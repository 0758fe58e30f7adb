//! WebSocket edge: one task per socket, subscribed to its room's event
//! channel. Inbound frames go through the dispatcher; outbound traffic is
//! the union of direct responses, direct sends, and per-viewer translations
//! of room events.

pub mod dispatch;

use axum::{
    extract::{
        ws::{Message, WebSocket, WebSocketUpgrade},
        State,
    },
    response::IntoResponse,
};
use futures::stream::SplitSink;
use futures::{sink::SinkExt, stream::StreamExt};
use serde::Serialize;
use std::sync::Arc;
use tokio::sync::{broadcast, mpsc};

use crate::app::AppState;
use crate::error::GameError;
use crate::protocol::{ClientMessage, RoomEvent, ServerMessage};
use crate::roles;
use crate::store::room_channel;
use crate::types::{new_id, Phase, RoomState};
use crate::view::render_view;
use dispatch::ConnCtx;

const MAX_WS_MESSAGE_BYTES: usize = 32 * 1024;

/// Helper to serialize and send a message over WebSocket.
async fn send_json<T: Serialize>(
    sender: &mut SplitSink<WebSocket, Message>,
    msg: &T,
) -> Result<(), ()> {
    match serde_json::to_string(msg) {
        Ok(json) => sender.send(Message::Text(json.into())).await.map_err(|_| ()),
        Err(e) => {
            tracing::error!("Failed to serialize message: {}", e);
            Ok(())
        }
    }
}

/// WebSocket upgrade handler
pub async fn ws_handler(
    ws: WebSocketUpgrade,
    State(app): State<Arc<AppState>>,
) -> impl IntoResponse {
    ws.on_upgrade(move |socket| handle_socket(socket, app))
}

/// Handle individual WebSocket connection
async fn handle_socket(socket: WebSocket, app: Arc<AppState>) {
    let (mut sender, mut receiver) = socket.split();

    let socket_id = new_id();
    let (direct_tx, mut direct_rx) = mpsc::unbounded_channel::<ServerMessage>();
    app.register_socket(&socket_id, direct_tx).await;

    let mut conn = ConnCtx::new(socket_id.clone());
    let mut room_rx: Option<broadcast::Receiver<String>> = None;
    let mut subscribed_room: Option<String> = None;

    tracing::debug!(socket = %socket_id, "websocket connected");

    'outer: loop {
        tokio::select! {
            // Direct sends from other tasks (evictions, nudges).
            direct = direct_rx.recv() => {
                let Some(msg) = direct else { break };
                let evicted = matches!(msg, ServerMessage::SessionEvicted { .. });
                if send_json(&mut sender, &msg).await.is_err() {
                    break;
                }
                if evicted {
                    let _ = sender.send(Message::Close(None)).await;
                    break;
                }
            }

            // Room events for the joined room.
            event = async {
                match &mut room_rx {
                    Some(rx) => rx.recv().await,
                    None => std::future::pending().await,
                }
            } => {
                match event {
                    Ok(payload) => {
                        let (messages, close) = translate_event(&payload, &mut conn);
                        for msg in messages {
                            if send_json(&mut sender, &msg).await.is_err() {
                                break 'outer;
                            }
                        }
                        if close {
                            let _ = sender.send(Message::Close(None)).await;
                            break;
                        }
                    }
                    Err(broadcast::error::RecvError::Lagged(skipped)) => {
                        tracing::warn!(socket = %socket_id, skipped, "subscriber lagged, resyncing");
                        // Resync from the store so the client is not left on
                        // a stale snapshot.
                        if let Some(msg) = resync_snapshot(&app, &mut conn).await {
                            if send_json(&mut sender, &msg).await.is_err() {
                                break;
                            }
                        }
                    }
                    Err(broadcast::error::RecvError::Closed) => {
                        room_rx = None;
                    }
                }
            }

            // Inbound frames.
            ws_msg = receiver.next() => {
                match ws_msg {
                    Some(Ok(Message::Text(text))) => {
                        if text.len() > MAX_WS_MESSAGE_BYTES {
                            let err = GameError::Unauthorized("invalid request format".into());
                            let _ = send_json(&mut sender, &ServerMessage::error(&err)).await;
                            continue;
                        }
                        let responses = match serde_json::from_str::<ClientMessage>(&text) {
                            Ok(client_msg) => {
                                dispatch::handle_message(&app, &mut conn, client_msg).await
                            }
                            Err(e) => {
                                tracing::debug!(socket = %socket_id, error = %e, "bad frame");
                                let err = GameError::Unauthorized("invalid request format".into());
                                vec![ServerMessage::error(&err)]
                            }
                        };
                        for msg in responses {
                            if send_json(&mut sender, &msg).await.is_err() {
                                break 'outer;
                            }
                        }
                        // A create/join/resume binds the connection to a room;
                        // follow it with a subscription.
                        if conn.room_id != subscribed_room {
                            if let Some(room_id) = conn.room_id.clone() {
                                room_rx = Some(app.kv.subscribe(&room_channel(&room_id)).await);
                                subscribed_room = Some(room_id);
                            }
                        }
                    }
                    Some(Ok(Message::Close(_))) => break,
                    Some(Ok(Message::Ping(data))) => {
                        if sender.send(Message::Pong(data)).await.is_err() {
                            break;
                        }
                    }
                    Some(Ok(_)) => {}
                    Some(Err(e)) => {
                        tracing::debug!(socket = %socket_id, error = %e, "websocket error");
                        break;
                    }
                    None => break,
                }
            }
        }
    }

    app.unregister_socket(&socket_id).await;
    mark_disconnected(&app, &conn).await;
    tracing::debug!(socket = %socket_id, "websocket closed");
}

/// Translate a published room event into the messages this viewer should
/// see. Returns the messages and whether the connection must close.
fn translate_event(payload: &str, conn: &mut ConnCtx) -> (Vec<ServerMessage>, bool) {
    let event: RoomEvent = match serde_json::from_str(payload) {
        Ok(event) => event,
        Err(err) => {
            tracing::error!(error = %err, "undecodable room event");
            return (vec![], false);
        }
    };
    let Some(viewer) = conn.player_id.clone() else {
        return (vec![], false);
    };

    match event {
        RoomEvent::Committed { state } => {
            let state: RoomState = *state;
            let msg = match render_view(&state, &viewer) {
                Ok(view) => Some(ServerMessage::RoomSnapshot {
                    view: Box::new(view),
                    jwt: None,
                    session_id: None,
                }),
                Err(err) => {
                    tracing::error!(room = %state.id, error = %err, "snapshot render failed");
                    None
                }
            };
            conn.last_state = Some(state);
            (msg.into_iter().collect(), false)
        }
        RoomEvent::Phase { phase, timer } => (
            vec![ServerMessage::PhaseChange {
                phase,
                timer,
                night: phase == Phase::Night,
            }],
            false,
        ),
        RoomEvent::NightResult { death, narrative } => (
            vec![ServerMessage::NightPublicResult { death, narrative }],
            false,
        ),
        RoomEvent::InvestigationReady {
            investigator_id,
            result,
        } => {
            if investigator_id == viewer {
                (vec![ServerMessage::DetectiveResult { result }], false)
            } else {
                (vec![], false)
            }
        }
        RoomEvent::Lynch {
            target_id,
            narrative,
        } => (
            vec![ServerMessage::LynchResult {
                target_id,
                narrative,
            }],
            false,
        ),
        RoomEvent::VoteCast {
            player_id,
            target_id,
            tallies,
        } => {
            // The originator already received the direct update.
            if player_id == viewer {
                (vec![], false)
            } else {
                // Live tallies are withheld from roles whose registry entry
                // does not grant them.
                let sees_live = conn
                    .last_state
                    .as_ref()
                    .and_then(|state| state.players.get(&viewer))
                    .and_then(|p| p.role_id)
                    .map(|role| {
                        roles::spec(role).visibility.sees_vote_tallies
                            == roles::TallyVisibility::Live
                    })
                    .unwrap_or(true);
                (
                    vec![ServerMessage::VoteUpdate {
                        player_id,
                        target_id,
                        tallies: if sees_live { tallies } else { None },
                    }],
                    false,
                )
            }
        }
        RoomEvent::PlayerStatus {
            player_id,
            connected,
            alive,
        } => (
            vec![ServerMessage::PlayerStatus {
                player_id,
                connected,
                alive,
            }],
            false,
        ),
        RoomEvent::Chat {
            message_id,
            channel,
            player_id,
            player_name,
            content,
        } => {
            let entitled = conn
                .last_state
                .as_ref()
                .and_then(|state| {
                    state
                        .players
                        .get(&viewer)
                        .map(|p| roles::can_read(p.role_id, p.status, state.phase, channel))
                })
                .unwrap_or(false);
            if entitled {
                (
                    vec![ServerMessage::ChatMessage {
                        message_id,
                        channel,
                        player_id,
                        player_name,
                        content,
                    }],
                    false,
                )
            } else {
                (vec![], false)
            }
        }
        RoomEvent::Nudge { target_id, message } => {
            if target_id == viewer {
                (vec![ServerMessage::HostNudge { message }], false)
            } else {
                (vec![], false)
            }
        }
        RoomEvent::Evicted { socket_id, .. } => {
            if socket_id == conn.socket_id {
                (
                    vec![ServerMessage::SessionEvicted {
                        reason: "duplicate_session".into(),
                        message: "This session was resumed elsewhere.".into(),
                    }],
                    true,
                )
            } else {
                (vec![], false)
            }
        }
    }
}

/// Pull a fresh snapshot directly from the store after subscriber lag.
async fn resync_snapshot(app: &Arc<AppState>, conn: &mut ConnCtx) -> Option<ServerMessage> {
    let room_id = conn.room_id.clone()?;
    let viewer = conn.player_id.clone()?;
    let (state, _) = app.rooms.get_room_state(&room_id).await.ok()??;
    let view = render_view(&state, &viewer).ok()?;
    conn.last_state = Some(state);
    Some(ServerMessage::RoomSnapshot {
        view: Box::new(view),
        jwt: None,
        session_id: None,
    })
}

/// Transport loss: flag the player as disconnected, leaving status and role
/// untouched so the game can continue around them.
async fn mark_disconnected(app: &Arc<AppState>, conn: &ConnCtx) {
    let (Some(player_id), Some(room_id)) = (&conn.player_id, &conn.room_id) else {
        return;
    };
    if app.ensure_leader(room_id).await.is_err() {
        return;
    }
    let result = app
        .rooms
        .update_room_state_safe(room_id, |state| {
            let Some(player) = state.players.get_mut(player_id) else {
                return Ok(None);
            };
            // A newer session may already own this player.
            if player.session_id.as_deref() != conn.session_id.as_deref() {
                return Ok(None);
            }
            player.connected = false;
            Ok(Some(player.is_alive()))
        })
        .await;

    match result {
        Ok((Some(alive), _)) => {
            app.publish_event(
                room_id,
                &RoomEvent::PlayerStatus {
                    player_id: player_id.clone(),
                    connected: false,
                    alive,
                },
            )
            .await;
        }
        Ok(_) => {}
        Err(err) => {
            tracing::warn!(room = %room_id, error = %err, "disconnect update failed");
        }
    }
}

= = = =

== TASK ITEM ==
Wherever a line in the data above holds "RecvError", copy that line.

== EXERCISE OUTPUT ==
                    Err(broadcast::error::RecvError::Lagged(skipped)) => {
                    Err(broadcast::error::RecvError::Closed) => {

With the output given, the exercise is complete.